By Loren Dondo
THE World Water Day is being celebrated virtually on the 22nd of March, this year, to remember the importance of water.
The theme for World Water Day 2021 is valuing water, which sheds light on the global water crisis.
As the awareness of the crisis continues, this year’s core focus of the event is to support the achievement of Sustainable Development Goal (SDG) 6: water and sanitation for all by 2030.
SDG 6 is to ensure water and sanitation for all.
In a message from the SADC Executive Secretary, Her Excellency Dr Stergomena Lawrence Tax, she stresses the conservation and utilisation of water resources.
“The value of water has long been underestimated and taken for granted,” she said.

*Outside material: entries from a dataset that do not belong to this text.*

//! The three lighting pipelines and the choice between them.
//!
//! Flat, Gouraud and Phong share one vertex layout, one bind group layout
//! per group and one [`light::LightingParameters`] contract. They differ only
//! in the shader stage that evaluates the lighting equation, so switching
//! between them swaps a pipeline handle and nothing else.

pub mod light;
pub mod lit;

use serde::Deserialize;

#[derive(Clone, Copy, Debug, Default, PartialEq, Eq, Hash, Deserialize)]
pub enum LightingModel {
    /// One colour per triangle.
    Flat,
    /// Lighting per vertex, interpolated across the triangle.
    Gouraud,
    /// Lighting per fragment from an interpolated normal.
    #[default]
    Phong,
}

impl LightingModel {
    pub const ALL: [LightingModel; 3] = [Self::Flat, Self::Gouraud, Self::Phong];

    pub fn label(&self) -> &'static str {
        match self {
            Self::Flat => "flat",
            Self::Gouraud => "gouraud",
            Self::Phong => "phong",
        }
    }

    /// Stage-specific entry points, appended to the shared lighting prelude.
    pub(crate) fn shader_body(&self) -> &'static str {
        match self {
            Self::Flat => include_str!("flat.wgsl"),
            Self::Gouraud => include_str!("gouraud.wgsl"),
            Self::Phong => include_str!("phong.wgsl"),
        }
    }
}

/// One compiled pipeline per lighting model, created once at startup.
#[derive(Debug)]
pub struct PipelineSet {
    flat: wgpu::RenderPipeline,
    gouraud: wgpu::RenderPipeline,
    phong: wgpu::RenderPipeline,
}

impl PipelineSet {
    pub fn new(
        device: &wgpu::Device,
        config: &wgpu::SurfaceConfiguration,
        texture_layout: &wgpu::BindGroupLayout,
        camera_layout: &wgpu::BindGroupLayout,
        light_layout: &wgpu::BindGroupLayout,
    ) -> Self {
        let mk = |model| {
            lit::mk_lit_pipeline(
                device,
                config,
                model,
                texture_layout,
                camera_layout,
                light_layout,
            )
        };
        Self {
            flat: mk(LightingModel::Flat),
            gouraud: mk(LightingModel::Gouraud),
            phong: mk(LightingModel::Phong),
        }
    }

    pub fn select(&self, model: LightingModel) -> &wgpu::RenderPipeline {
        match model {
            LightingModel::Flat => &self.flat,
            LightingModel::Gouraud => &self.gouraud,
            LightingModel::Phong => &self.phong,
        }
    }
}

“The more water resources get depleted, the more we all realise how important it is for human
survival. It is almost unimaginable to think of human existence without water, that is, if there would be life at all, because, as we always say, water is life.”
This year’s World Water Day commemoration focuses on ‘Valuing Water.

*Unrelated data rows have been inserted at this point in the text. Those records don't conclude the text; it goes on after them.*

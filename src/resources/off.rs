//! Object File Format (OFF) reader.
//!
//! Faces with more than three corners are fan triangulated around their first
//! corner. OFF carries neither normals nor texture coordinates, so both are
//! derived after parsing.

use crate::{
    data_structures::model::{ModelVertex, RawMesh},
    resources::{AssetError, mesh},
};

pub fn parse_off(text: &str) -> Result<RawMesh, AssetError> {
    // (1-based line number, tokens) for every line that carries data
    let mut lines = text
        .lines()
        .enumerate()
        .map(|(idx, line)| {
            let data = line.split('#').next().unwrap_or("");
            (idx + 1, data.split_whitespace().collect::<Vec<_>>())
        })
        .filter(|(_, tokens)| !tokens.is_empty());

    let (_, header) = lines
        .next()
        .ok_or_else(|| AssetError::BadHeader(String::new()))?;
    if header[0] != "OFF" {
        return Err(AssetError::BadHeader(header.join(" ")));
    }
    // counts may follow the keyword on the same line
    let (count_line, counts) = if header.len() > 1 {
        (0, header[1..].to_vec())
    } else {
        lines
            .next()
            .ok_or_else(|| AssetError::BadCounts("missing element counts".to_string()))?
    };
    if counts.len() < 2 {
        return Err(AssetError::BadCounts(format!(
            "line {}: expected vertex and face counts, found `{}`",
            count_line,
            counts.join(" ")
        )));
    }
    let vertex_count = parse_count(counts[0], count_line)?;
    let face_count = parse_count(counts[1], count_line)?;

    // the header count is untrusted, every vertex needs at least one byte of text
    let mut vertices = Vec::with_capacity(vertex_count.min(text.len()));
    for _ in 0..vertex_count {
        let (line, tokens) = lines.next().ok_or_else(|| {
            AssetError::BadCounts(format!(
                "expected {} vertices, found {}",
                vertex_count,
                vertices.len()
            ))
        })?;
        if tokens.len() != 3 {
            return Err(AssetError::VertexArity {
                line,
                expected: 3,
                found: tokens.len(),
            });
        }
        let mut position = [0.0; 3];
        for (slot, token) in position.iter_mut().zip(&tokens) {
            *slot = token.parse::<f32>().map_err(|e| AssetError::Parse {
                line,
                message: format!("bad coordinate `{}`: {}", token, e),
            })?;
        }
        vertices.push(ModelVertex {
            position,
            ..Default::default()
        });
    }

    let mut indices = Vec::new();
    for parsed in 0..face_count {
        let (line, tokens) = lines.next().ok_or_else(|| {
            AssetError::BadCounts(format!("expected {} faces, found {}", face_count, parsed))
        })?;
        let corners = parse_count(tokens[0], line)?;
        if corners < 3 {
            return Err(AssetError::Parse {
                line,
                message: format!("a face needs at least 3 corners, found {}", corners),
            });
        }
        // trailing values after the corner list are per-face colours and are ignored
        if tokens.len() < corners + 1 {
            return Err(AssetError::VertexArity {
                line,
                expected: corners,
                found: tokens.len() - 1,
            });
        }
        let face = tokens[1..=corners]
            .iter()
            .map(|token| {
                let index = token.parse::<u32>().map_err(|e| AssetError::Parse {
                    line,
                    message: format!("bad vertex index `{}`: {}", token, e),
                })?;
                if index as usize >= vertex_count {
                    return Err(AssetError::IndexOutOfRange {
                        index,
                        count: vertex_count,
                    });
                }
                Ok(index)
            })
            .collect::<Result<Vec<_>, _>>()?;
        indices.extend(fan_triangulate(&face));
    }

    let mut mesh = RawMesh { vertices, indices };
    mesh::compute_vertex_normals(&mut mesh);
    mesh::planar_tex_coords(&mut mesh);
    Ok(mesh)
}

/// `[a, b, c, d, ...]` becomes `(a, b, c), (a, c, d), ...`.
pub fn fan_triangulate(face: &[u32]) -> Vec<u32> {
    face.windows(2)
        .skip(1)
        .flat_map(|pair| [face[0], pair[0], pair[1]])
        .collect()
}

fn parse_count(token: &str, line: usize) -> Result<usize, AssetError> {
    token.parse::<usize>().map_err(|e| {
        AssetError::BadCounts(format!("line {}: `{}` is not a count: {}", line, token, e))
    })
}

“SADC’s commitment to ensure access to affordable and clean water remains a priority for the region and this is well expressed in the Regional Indicative Strategic Development Plan (RISDP) 2020-30 and the SADC Vision 2050,” Dr Stergomena Lawrence Tax adds.
” The RISDP 2020-2030 and Vision 2050 call for the implementation of the SADC Regional Water Supply and
Sanitation Programme, which aims to improve the provision of water supply and sanitation as a means to promote good public health, socio-economic development,
regional integration and poverty alleviation.”
Additionally, SADC, believes that understanding the value of water is a critical starting point for the solutions needed to preserve water.
The current water access levels in the SADC region of about 60% have become a cause of concern, especially during the Covid-19 pandemic.
The COVID-19 pandemic has made it evident that it is essential to invest in the provision of adequate safe water and sanitation services to prevent the spread of the coronavirus.
Since the washing of hands with soap and water has proved to be effective in the prevention of the infectious disease, the World Water Day should serve as a reminder to treat water as a precious commodity.
“We need to start attaching
priceless value to water and take necessary steps towards the attainment of Sustainable Development Goal (SDG) 6 on potable water and sanitation by 2030 as
well as the region’s commitment to increase access to potable water and sanitation to a minimum of 75% by 2027,” Dr Stergomena Lawrence Tax says.
“I call upon all SADC Member States and the people of the region to do their part to conserve and efficiently utilise water, recognising that, once this resource is depleted, it will be at best difficult and, at worse, impossible to restore and many lives will be lost in the process.”
Before the challenge of limited availability of fresh water in the region becomes unmanageable, we must rise to the occasion to ensure that best water conservation practices are applied in line with SADC Regional Water Policy which provides a framework for sustainable, integrated and coordinated development, utilisation, protection, control of national and transboundary water resources in the
If the value of water is overlooked, the risk of losing this irreplaceable resource is inevitable.